* Exercise requirements:
Work through the records below and copy every line that includes "Deserialize".

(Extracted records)
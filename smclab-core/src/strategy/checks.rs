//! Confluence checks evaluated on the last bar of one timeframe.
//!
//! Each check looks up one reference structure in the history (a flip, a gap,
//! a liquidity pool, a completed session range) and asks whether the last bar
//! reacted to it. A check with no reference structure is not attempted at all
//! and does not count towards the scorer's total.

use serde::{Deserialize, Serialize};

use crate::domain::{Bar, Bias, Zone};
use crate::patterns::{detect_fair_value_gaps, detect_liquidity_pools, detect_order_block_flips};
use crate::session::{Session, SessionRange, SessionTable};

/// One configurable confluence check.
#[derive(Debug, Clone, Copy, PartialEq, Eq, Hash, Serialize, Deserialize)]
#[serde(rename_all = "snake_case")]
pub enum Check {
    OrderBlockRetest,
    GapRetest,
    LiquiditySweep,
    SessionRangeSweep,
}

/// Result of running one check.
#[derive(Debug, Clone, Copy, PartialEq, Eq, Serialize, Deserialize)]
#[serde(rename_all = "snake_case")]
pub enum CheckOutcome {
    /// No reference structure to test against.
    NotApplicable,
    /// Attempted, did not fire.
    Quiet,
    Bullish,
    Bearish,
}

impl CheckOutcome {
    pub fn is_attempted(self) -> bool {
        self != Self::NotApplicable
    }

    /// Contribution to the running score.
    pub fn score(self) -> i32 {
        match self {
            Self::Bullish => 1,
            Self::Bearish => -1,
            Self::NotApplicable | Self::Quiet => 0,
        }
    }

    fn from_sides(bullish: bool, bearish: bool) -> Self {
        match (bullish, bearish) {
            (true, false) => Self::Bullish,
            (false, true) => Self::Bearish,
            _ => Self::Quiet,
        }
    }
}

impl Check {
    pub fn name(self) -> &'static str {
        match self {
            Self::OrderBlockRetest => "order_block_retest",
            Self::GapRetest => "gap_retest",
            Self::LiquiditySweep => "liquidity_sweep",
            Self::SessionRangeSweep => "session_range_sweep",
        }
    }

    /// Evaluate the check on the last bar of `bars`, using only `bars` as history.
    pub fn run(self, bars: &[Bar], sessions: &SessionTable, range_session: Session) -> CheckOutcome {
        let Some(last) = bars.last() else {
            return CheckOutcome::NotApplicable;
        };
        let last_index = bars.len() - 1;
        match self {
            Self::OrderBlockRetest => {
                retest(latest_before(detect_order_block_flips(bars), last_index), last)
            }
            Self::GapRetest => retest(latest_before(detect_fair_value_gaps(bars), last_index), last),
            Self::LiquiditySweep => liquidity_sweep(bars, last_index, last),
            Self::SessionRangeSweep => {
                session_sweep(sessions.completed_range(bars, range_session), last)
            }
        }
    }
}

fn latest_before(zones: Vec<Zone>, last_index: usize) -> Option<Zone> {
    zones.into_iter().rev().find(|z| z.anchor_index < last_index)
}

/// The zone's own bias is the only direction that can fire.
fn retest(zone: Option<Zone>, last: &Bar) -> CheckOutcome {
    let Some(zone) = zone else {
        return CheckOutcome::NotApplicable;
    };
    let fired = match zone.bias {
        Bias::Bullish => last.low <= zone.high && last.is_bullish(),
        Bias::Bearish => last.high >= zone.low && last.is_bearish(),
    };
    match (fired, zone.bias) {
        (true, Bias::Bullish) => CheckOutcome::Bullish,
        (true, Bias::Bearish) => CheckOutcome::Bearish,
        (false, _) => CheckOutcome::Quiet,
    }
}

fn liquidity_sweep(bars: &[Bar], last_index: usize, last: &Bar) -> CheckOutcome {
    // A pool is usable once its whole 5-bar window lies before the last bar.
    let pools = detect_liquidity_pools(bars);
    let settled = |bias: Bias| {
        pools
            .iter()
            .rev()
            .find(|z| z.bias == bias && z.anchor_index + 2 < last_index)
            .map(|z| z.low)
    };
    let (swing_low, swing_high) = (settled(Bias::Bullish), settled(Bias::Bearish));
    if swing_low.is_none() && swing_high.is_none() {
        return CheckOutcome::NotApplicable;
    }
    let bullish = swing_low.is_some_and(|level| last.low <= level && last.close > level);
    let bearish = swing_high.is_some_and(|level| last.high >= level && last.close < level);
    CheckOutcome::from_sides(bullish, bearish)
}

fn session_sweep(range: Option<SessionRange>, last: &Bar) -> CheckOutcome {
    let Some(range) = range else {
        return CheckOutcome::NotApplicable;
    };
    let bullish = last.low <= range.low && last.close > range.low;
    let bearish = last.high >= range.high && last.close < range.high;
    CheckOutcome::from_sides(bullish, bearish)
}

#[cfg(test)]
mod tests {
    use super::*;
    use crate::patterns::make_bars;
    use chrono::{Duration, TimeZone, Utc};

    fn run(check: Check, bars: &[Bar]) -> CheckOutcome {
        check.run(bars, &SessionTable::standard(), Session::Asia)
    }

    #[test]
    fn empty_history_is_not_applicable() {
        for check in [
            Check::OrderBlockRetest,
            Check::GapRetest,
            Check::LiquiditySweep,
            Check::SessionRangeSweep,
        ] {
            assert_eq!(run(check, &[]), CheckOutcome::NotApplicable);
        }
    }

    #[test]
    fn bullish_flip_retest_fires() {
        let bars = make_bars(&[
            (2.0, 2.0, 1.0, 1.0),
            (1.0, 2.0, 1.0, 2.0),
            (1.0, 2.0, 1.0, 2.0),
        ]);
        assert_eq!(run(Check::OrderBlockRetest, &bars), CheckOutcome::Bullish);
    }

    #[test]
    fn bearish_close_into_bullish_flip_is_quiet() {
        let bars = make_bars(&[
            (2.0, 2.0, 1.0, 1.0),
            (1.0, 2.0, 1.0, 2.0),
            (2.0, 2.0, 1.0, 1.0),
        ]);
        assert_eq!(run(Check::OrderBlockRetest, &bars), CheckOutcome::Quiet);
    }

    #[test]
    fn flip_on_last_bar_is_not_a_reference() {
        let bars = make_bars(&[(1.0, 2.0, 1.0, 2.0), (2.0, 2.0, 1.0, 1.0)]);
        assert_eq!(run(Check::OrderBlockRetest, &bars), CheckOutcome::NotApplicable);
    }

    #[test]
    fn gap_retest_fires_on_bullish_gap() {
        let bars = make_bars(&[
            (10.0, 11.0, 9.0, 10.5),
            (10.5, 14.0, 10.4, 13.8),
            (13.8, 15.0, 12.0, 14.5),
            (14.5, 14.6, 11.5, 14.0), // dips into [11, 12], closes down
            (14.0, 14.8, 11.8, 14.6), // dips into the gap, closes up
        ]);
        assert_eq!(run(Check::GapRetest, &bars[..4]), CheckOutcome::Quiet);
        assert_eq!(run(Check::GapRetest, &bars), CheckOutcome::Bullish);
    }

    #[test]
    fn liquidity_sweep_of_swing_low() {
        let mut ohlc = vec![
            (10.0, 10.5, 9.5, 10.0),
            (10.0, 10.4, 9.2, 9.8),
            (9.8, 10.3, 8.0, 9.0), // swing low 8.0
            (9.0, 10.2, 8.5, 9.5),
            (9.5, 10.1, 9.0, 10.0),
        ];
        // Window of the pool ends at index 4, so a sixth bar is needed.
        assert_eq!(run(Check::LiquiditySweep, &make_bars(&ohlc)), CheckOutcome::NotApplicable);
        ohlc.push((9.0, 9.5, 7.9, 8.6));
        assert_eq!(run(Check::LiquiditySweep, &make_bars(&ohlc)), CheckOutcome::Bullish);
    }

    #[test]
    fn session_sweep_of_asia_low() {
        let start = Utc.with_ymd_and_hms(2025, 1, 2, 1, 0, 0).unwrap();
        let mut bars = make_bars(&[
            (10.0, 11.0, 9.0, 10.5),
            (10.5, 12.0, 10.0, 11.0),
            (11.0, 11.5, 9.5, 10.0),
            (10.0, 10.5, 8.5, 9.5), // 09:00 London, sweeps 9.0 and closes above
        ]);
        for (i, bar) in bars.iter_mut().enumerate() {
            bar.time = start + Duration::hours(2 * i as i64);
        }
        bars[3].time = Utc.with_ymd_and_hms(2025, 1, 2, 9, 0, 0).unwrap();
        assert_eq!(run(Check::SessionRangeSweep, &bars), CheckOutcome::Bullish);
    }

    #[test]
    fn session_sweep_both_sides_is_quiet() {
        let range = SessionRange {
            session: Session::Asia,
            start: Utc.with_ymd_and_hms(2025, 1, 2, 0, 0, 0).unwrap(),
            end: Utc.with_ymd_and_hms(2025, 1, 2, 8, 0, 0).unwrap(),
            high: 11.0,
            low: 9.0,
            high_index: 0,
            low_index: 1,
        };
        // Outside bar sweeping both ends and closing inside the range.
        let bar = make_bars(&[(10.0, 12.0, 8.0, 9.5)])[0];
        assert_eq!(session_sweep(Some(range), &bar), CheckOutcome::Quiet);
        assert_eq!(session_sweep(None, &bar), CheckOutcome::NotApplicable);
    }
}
==
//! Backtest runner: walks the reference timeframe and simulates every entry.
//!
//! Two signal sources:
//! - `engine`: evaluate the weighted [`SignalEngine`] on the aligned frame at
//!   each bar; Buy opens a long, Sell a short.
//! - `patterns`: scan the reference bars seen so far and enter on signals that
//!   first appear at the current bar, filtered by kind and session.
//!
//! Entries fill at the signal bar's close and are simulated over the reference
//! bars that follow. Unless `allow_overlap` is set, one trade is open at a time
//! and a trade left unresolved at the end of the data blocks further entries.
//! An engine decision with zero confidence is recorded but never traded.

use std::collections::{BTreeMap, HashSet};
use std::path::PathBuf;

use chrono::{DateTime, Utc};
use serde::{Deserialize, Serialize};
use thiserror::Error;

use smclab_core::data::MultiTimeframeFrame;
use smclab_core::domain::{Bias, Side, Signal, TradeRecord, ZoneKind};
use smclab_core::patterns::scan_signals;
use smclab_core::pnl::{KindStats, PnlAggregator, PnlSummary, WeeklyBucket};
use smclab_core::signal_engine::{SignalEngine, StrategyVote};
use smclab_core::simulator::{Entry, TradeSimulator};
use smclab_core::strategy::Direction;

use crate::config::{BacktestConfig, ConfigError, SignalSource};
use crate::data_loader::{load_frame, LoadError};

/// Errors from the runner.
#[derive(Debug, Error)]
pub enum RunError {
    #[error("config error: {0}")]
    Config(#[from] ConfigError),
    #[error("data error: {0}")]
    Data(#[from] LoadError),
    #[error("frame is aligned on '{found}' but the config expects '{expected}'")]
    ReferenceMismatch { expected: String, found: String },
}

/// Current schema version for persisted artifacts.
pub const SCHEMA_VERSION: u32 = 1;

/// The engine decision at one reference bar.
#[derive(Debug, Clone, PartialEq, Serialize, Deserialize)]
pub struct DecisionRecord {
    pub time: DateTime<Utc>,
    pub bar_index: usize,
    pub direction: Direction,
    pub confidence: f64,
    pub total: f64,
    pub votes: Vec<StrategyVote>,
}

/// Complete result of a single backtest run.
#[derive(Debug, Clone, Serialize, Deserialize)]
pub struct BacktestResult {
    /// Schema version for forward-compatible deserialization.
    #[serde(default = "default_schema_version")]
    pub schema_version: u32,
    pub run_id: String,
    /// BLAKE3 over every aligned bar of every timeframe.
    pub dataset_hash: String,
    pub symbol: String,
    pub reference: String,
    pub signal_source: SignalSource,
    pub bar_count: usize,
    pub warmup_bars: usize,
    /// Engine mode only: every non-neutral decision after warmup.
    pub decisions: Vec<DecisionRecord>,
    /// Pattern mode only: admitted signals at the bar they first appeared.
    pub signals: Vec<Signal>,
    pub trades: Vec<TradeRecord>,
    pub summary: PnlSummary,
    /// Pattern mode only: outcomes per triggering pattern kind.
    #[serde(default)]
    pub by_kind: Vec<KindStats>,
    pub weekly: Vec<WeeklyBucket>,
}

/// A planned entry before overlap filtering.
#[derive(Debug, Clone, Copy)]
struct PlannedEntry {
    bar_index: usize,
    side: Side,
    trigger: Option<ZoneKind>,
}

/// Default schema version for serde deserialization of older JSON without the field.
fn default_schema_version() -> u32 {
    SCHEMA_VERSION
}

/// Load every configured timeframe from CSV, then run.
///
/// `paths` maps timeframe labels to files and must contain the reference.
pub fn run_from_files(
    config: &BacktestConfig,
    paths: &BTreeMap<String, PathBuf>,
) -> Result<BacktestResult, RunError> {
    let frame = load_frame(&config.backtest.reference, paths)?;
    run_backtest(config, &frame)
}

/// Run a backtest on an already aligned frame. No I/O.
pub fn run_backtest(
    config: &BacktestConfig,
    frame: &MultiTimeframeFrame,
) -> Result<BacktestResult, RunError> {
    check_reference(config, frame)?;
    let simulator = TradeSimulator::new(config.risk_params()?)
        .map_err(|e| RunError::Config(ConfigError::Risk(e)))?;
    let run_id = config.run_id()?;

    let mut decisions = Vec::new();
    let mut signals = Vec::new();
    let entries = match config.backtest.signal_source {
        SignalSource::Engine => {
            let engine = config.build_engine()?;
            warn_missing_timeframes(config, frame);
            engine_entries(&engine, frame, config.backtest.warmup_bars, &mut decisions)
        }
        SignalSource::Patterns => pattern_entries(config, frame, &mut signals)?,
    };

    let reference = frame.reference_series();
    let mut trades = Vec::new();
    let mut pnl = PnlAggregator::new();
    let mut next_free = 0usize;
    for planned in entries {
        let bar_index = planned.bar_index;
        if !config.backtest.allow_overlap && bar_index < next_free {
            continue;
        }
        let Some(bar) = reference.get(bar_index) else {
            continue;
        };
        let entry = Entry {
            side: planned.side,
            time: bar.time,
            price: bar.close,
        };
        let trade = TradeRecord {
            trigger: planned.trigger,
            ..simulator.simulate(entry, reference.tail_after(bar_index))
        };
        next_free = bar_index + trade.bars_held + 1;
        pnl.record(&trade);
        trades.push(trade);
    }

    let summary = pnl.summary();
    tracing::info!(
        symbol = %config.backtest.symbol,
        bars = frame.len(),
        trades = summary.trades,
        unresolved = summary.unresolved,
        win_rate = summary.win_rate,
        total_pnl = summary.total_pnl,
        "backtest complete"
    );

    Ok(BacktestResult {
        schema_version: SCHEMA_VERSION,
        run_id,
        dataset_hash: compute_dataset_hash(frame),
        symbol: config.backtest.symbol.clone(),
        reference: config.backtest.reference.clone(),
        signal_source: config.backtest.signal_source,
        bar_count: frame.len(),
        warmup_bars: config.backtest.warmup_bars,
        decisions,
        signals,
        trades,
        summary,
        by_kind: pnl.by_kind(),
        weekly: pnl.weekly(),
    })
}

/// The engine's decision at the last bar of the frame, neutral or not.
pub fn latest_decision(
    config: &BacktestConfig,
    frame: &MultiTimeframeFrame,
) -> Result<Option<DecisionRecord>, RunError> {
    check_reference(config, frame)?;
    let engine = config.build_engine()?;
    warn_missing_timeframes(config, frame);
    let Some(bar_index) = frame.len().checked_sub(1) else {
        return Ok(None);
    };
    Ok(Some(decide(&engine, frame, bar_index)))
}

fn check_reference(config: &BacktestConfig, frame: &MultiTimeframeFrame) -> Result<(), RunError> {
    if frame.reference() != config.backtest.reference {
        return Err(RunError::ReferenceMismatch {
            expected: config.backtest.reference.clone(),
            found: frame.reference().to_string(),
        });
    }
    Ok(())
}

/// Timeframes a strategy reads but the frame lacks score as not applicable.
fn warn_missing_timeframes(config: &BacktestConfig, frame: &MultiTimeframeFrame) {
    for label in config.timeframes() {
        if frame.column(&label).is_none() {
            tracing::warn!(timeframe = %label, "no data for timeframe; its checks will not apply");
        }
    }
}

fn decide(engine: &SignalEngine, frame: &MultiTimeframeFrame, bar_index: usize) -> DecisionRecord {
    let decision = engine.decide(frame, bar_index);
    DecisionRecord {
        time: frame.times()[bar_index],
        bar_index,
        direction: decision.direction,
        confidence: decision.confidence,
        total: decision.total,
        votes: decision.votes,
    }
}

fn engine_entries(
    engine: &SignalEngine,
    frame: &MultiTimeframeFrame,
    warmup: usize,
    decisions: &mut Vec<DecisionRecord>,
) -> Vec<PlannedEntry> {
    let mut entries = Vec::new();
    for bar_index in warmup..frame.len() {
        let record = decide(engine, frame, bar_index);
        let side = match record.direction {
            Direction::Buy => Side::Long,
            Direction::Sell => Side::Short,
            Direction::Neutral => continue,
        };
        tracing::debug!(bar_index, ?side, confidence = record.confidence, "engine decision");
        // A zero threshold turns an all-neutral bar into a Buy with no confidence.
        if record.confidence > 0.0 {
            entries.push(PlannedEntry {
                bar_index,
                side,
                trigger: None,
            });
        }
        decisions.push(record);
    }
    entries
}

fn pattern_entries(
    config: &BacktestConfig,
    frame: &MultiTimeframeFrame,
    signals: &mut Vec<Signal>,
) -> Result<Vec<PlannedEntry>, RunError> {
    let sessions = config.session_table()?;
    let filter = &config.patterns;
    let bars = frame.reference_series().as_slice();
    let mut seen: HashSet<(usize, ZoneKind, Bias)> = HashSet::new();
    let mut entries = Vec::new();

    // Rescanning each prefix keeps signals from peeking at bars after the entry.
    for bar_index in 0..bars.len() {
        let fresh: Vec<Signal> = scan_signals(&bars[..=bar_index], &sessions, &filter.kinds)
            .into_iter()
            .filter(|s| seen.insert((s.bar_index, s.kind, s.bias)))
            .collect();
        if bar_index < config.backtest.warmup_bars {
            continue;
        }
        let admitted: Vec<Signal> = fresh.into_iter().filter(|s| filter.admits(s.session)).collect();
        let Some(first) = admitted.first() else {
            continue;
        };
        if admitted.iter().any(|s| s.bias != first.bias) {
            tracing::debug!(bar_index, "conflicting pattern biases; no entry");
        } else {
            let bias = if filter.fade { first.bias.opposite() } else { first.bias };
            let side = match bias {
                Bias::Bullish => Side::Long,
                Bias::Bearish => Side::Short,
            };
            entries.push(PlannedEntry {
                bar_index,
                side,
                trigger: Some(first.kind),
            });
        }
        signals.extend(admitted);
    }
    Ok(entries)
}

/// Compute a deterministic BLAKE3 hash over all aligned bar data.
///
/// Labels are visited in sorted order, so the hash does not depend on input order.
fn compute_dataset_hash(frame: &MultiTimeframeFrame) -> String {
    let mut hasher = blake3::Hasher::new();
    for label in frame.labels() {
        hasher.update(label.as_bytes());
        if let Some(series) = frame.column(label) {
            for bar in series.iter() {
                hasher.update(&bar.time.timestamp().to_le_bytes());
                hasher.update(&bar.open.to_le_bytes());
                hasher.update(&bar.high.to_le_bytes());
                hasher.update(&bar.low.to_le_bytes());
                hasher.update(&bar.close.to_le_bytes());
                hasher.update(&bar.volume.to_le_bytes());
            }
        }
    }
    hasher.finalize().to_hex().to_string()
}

* Your solution:
use serde::{Deserialize, Serialize};
#[derive(Debug, Clone, Copy, PartialEq, Eq, Hash, Serialize, Deserialize)]
#[derive(Debug, Clone, Copy, PartialEq, Eq, Serialize, Deserialize)]
use serde::{Deserialize, Serialize};
#[derive(Debug, Clone, PartialEq, Serialize, Deserialize)]
#[derive(Debug, Clone, Serialize, Deserialize)]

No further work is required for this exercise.